### [Task directions]
In the material below, identify each line bearing the word "every". Reproduce those lines.

### [Exercise data]
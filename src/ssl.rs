//! SSL/TLS configuration and utilities

use crate::config::SslConfig;
use crate::error::{Result, ScrapeError};
use std::path::Path;

/// SSL/TLS certificate utilities
pub struct SslUtils;

impl SslUtils {
    /// Validate SSL configuration
    pub fn validate_config(config: &SslConfig) -> Result<()> {
        if let Some(ca_cert) = &config.ca_cert_file {
            if !ca_cert.is_file() {
                return Err(ScrapeError::Config(format!(
                    "CA certificate file not found: {:?}",
                    ca_cert
                )));
            }
        }
        Ok(())
    }

    /// Load a PEM encoded CA bundle as a reqwest certificate
    pub fn load_ca_certificate(path: &Path) -> Result<reqwest::Certificate> {
        let pem = std::fs::read(path)?;
        reqwest::Certificate::from_pem(&pem).map_err(|e| {
            ScrapeError::Config(format!("Invalid CA certificate {:?}: {}", path, e))
        })
    }
}
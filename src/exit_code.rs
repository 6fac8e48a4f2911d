use crate::error::ScrapeError;

/// Exit code returned when `--fail` is set and the server answered 4xx/5xx
pub const HTTP_FAILURE: i32 = 22;

pub fn exit_code_for_error(err: &ScrapeError) -> i32 {
    match err {
        ScrapeError::InvalidUrl(_) => 3,
        ScrapeError::Config(_) | ScrapeError::InvalidArgument(_) => 2,
        ScrapeError::HttpStatus { .. } => HTTP_FAILURE,
        ScrapeError::Io(_) => 23,
        ScrapeError::Decode(_) => 26,
        ScrapeError::Http(err) => http_exit_code(err),
    }
}

fn http_exit_code(err: &reqwest::Error) -> i32 {
    if err.is_timeout() {
        return 28;
    }
    if err.is_connect() {
        return 7;
    }
    if err.is_redirect() {
        return 47;
    }
    if err.is_request() {
        return 2;
    }
    43
}
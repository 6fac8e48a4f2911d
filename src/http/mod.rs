//! HTTP client module
//!
//! [`Client`] is the entry point of the request chain: it owns the shared
//! [`Session`] and hands out either an [`AuthStage`] or a [`RequestBuilder`].

use std::collections::HashMap;
use std::rc::Rc;

use url::Url;

use crate::config::{ClientConfig, HttpMethod};
use crate::error::{Result, ScrapeError};
use crate::session::Session;
use crate::utils::UrlUtils;

pub mod auth;
pub mod request;
pub mod response;

pub use auth::AuthStage;
pub use request::{ParamSource, ParamValue, RequestBuilder, RequestView};
pub use response::{RegexMatch, RegexSource, Response, Selection};

/// Scraping client anchoring one shared session
#[derive(Debug, Clone)]
pub struct Client {
    session: Rc<Session>,
}

impl Client {
    /// Create a client with the default configuration
    pub fn new() -> Result<Self> {
        Self::with_config(ClientConfig::default())
    }

    pub fn with_config(config: ClientConfig) -> Result<Self> {
        Ok(Self {
            session: Rc::new(Session::new(&config)?),
        })
    }

    pub fn session(&self) -> &Rc<Session> {
        &self.session
    }

    /// Start an authenticated chain against `url` with `method`.
    ///
    /// `headers` are merged into the session defaults, so every later request
    /// from this client sends them too.
    pub fn auth(
        &self,
        url: &str,
        method: &str,
        headers: Option<HashMap<String, String>>,
    ) -> Result<AuthStage> {
        let (url, method) = validate_target(url, method)?;
        if let Some(headers) = headers {
            self.session.extend_default_headers(headers);
        }
        Ok(AuthStage::new(Rc::clone(&self.session), url, method))
    }

    /// Skip authentication and go straight to building a request.
    pub fn no_auth(&self, url: &str, method: &str) -> Result<RequestBuilder> {
        let (url, method) = validate_target(url, method)?;
        Ok(RequestBuilder::new(Rc::clone(&self.session), url, method))
    }
}

fn validate_target(url: &str, method: &str) -> Result<(Url, HttpMethod)> {
    if url.trim().is_empty() || method.trim().is_empty() {
        return Err(ScrapeError::invalid(
            "You must supply both 'url' and 'method' parameters.",
        ));
    }
    Ok((UrlUtils::validate_url(url)?, method.parse()?))
}
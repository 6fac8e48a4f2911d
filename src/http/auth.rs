//! Cookie authentication stage

use std::rc::Rc;

use log::debug;
use url::Url;

use crate::config::HttpMethod;
use crate::cookie::CookieSource;
use crate::error::Result;
use crate::http::request::RequestBuilder;
use crate::session::Session;

/// Injects cookies into the shared session before a request is built
#[derive(Debug)]
pub struct AuthStage {
    session: Rc<Session>,
    url: Url,
    method: HttpMethod,
}

impl AuthStage {
    pub(crate) fn new(session: Rc<Session>, url: Url, method: HttpMethod) -> Self {
        Self {
            session,
            url,
            method,
        }
    }

    pub fn session(&self) -> &Rc<Session> {
        &self.session
    }

    /// Merge `source` into the session cookies and return a builder for the
    /// URL and method this stage was created with.
    ///
    /// Accepts a `k=v; k=v` string, a `HashMap<String, String>`, or anything
    /// implementing [`crate::cookie::CookieCollection`]. New values replace
    /// existing cookies with the same name.
    pub fn cookie<'a>(&self, source: impl Into<CookieSource<'a>>) -> Result<RequestBuilder> {
        let incoming = source.into().into_map()?;
        debug!("Merging {} cookie(s) into session", incoming.len());
        let merged = self.session.injected_cookies().merged(incoming);
        self.session.replace_cookies(merged);

        Ok(RequestBuilder::new(
            Rc::clone(&self.session),
            self.url.clone(),
            self.method,
        ))
    }
}
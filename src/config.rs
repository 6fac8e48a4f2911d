//! Configuration management for scrapechain

use std::collections::HashMap;
use std::fmt;
use std::path::PathBuf;
use std::str::FromStr;
use std::time::Duration;

use serde::Serialize;

use crate::error::ScrapeError;

/// HTTP method enumeration
#[derive(Debug, Clone, Copy, PartialEq, Eq, Serialize)]
#[serde(rename_all = "UPPERCASE")]
pub enum HttpMethod {
    Get,
    Post,
    Put,
    Delete,
    Head,
    Options,
    Patch,
    Trace,
}

impl fmt::Display for HttpMethod {
    fn fmt(&self, f: &mut fmt::Formatter<'_>) -> fmt::Result {
        let method = match self {
            HttpMethod::Get => "GET",
            HttpMethod::Post => "POST",
            HttpMethod::Put => "PUT",
            HttpMethod::Delete => "DELETE",
            HttpMethod::Head => "HEAD",
            HttpMethod::Options => "OPTIONS",
            HttpMethod::Patch => "PATCH",
            HttpMethod::Trace => "TRACE",
        };
        write!(f, "{}", method)
    }
}

impl FromStr for HttpMethod {
    type Err = ScrapeError;

    fn from_str(s: &str) -> std::result::Result<Self, Self::Err> {
        match s.trim().to_uppercase().as_str() {
            "GET" => Ok(HttpMethod::Get),
            "POST" => Ok(HttpMethod::Post),
            "PUT" => Ok(HttpMethod::Put),
            "DELETE" => Ok(HttpMethod::Delete),
            "HEAD" => Ok(HttpMethod::Head),
            "OPTIONS" => Ok(HttpMethod::Options),
            "PATCH" => Ok(HttpMethod::Patch),
            "TRACE" => Ok(HttpMethod::Trace),
            other => Err(ScrapeError::InvalidArgument(format!(
                "Unknown HTTP method: '{}'",
                other
            ))),
        }
    }
}

impl From<HttpMethod> for reqwest::Method {
    fn from(method: HttpMethod) -> Self {
        match method {
            HttpMethod::Get => reqwest::Method::GET,
            HttpMethod::Post => reqwest::Method::POST,
            HttpMethod::Put => reqwest::Method::PUT,
            HttpMethod::Delete => reqwest::Method::DELETE,
            HttpMethod::Head => reqwest::Method::HEAD,
            HttpMethod::Options => reqwest::Method::OPTIONS,
            HttpMethod::Patch => reqwest::Method::PATCH,
            HttpMethod::Trace => reqwest::Method::TRACE,
        }
    }
}

/// Proxy configuration
#[derive(Debug, Clone)]
pub struct ProxyConfig {
    pub url: String,
    pub username: Option<String>,
    pub password: Option<String>,
}

/// SSL/TLS configuration
#[derive(Debug, Clone)]
pub struct SslConfig {
    pub verify_certs: bool,
    pub ca_cert_file: Option<PathBuf>,
}

/// Settings applied to the shared session when a [`crate::http::Client`] is built.
#[derive(Debug, Clone)]
pub struct ClientConfig {
    pub user_agent: Option<String>,
    /// Sent with every request unless a request sets the same header itself.
    pub default_headers: HashMap<String, String>,
    pub timeout: Duration,
    pub connect_timeout: Duration,
    pub follow_redirects: bool,
    pub max_redirects: u32,
    pub proxy: Option<ProxyConfig>,
    pub ssl: SslConfig,
}

impl Default for ClientConfig {
    fn default() -> Self {
        ClientConfig {
            user_agent: Some(format!("scrapechain/{}", crate::VERSION)),
            default_headers: HashMap::new(),
            timeout: Duration::from_secs(300),
            connect_timeout: Duration::from_secs(30),
            follow_redirects: true,
            max_redirects: 10,
            proxy: None,
            ssl: SslConfig {
                verify_certs: true,
                ca_cert_file: None,
            },
        }
    }
}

### [Written solution]
    /// `headers` are merged into the session defaults, so every later request
    /// Sent with every request unless a request sets the same header itself.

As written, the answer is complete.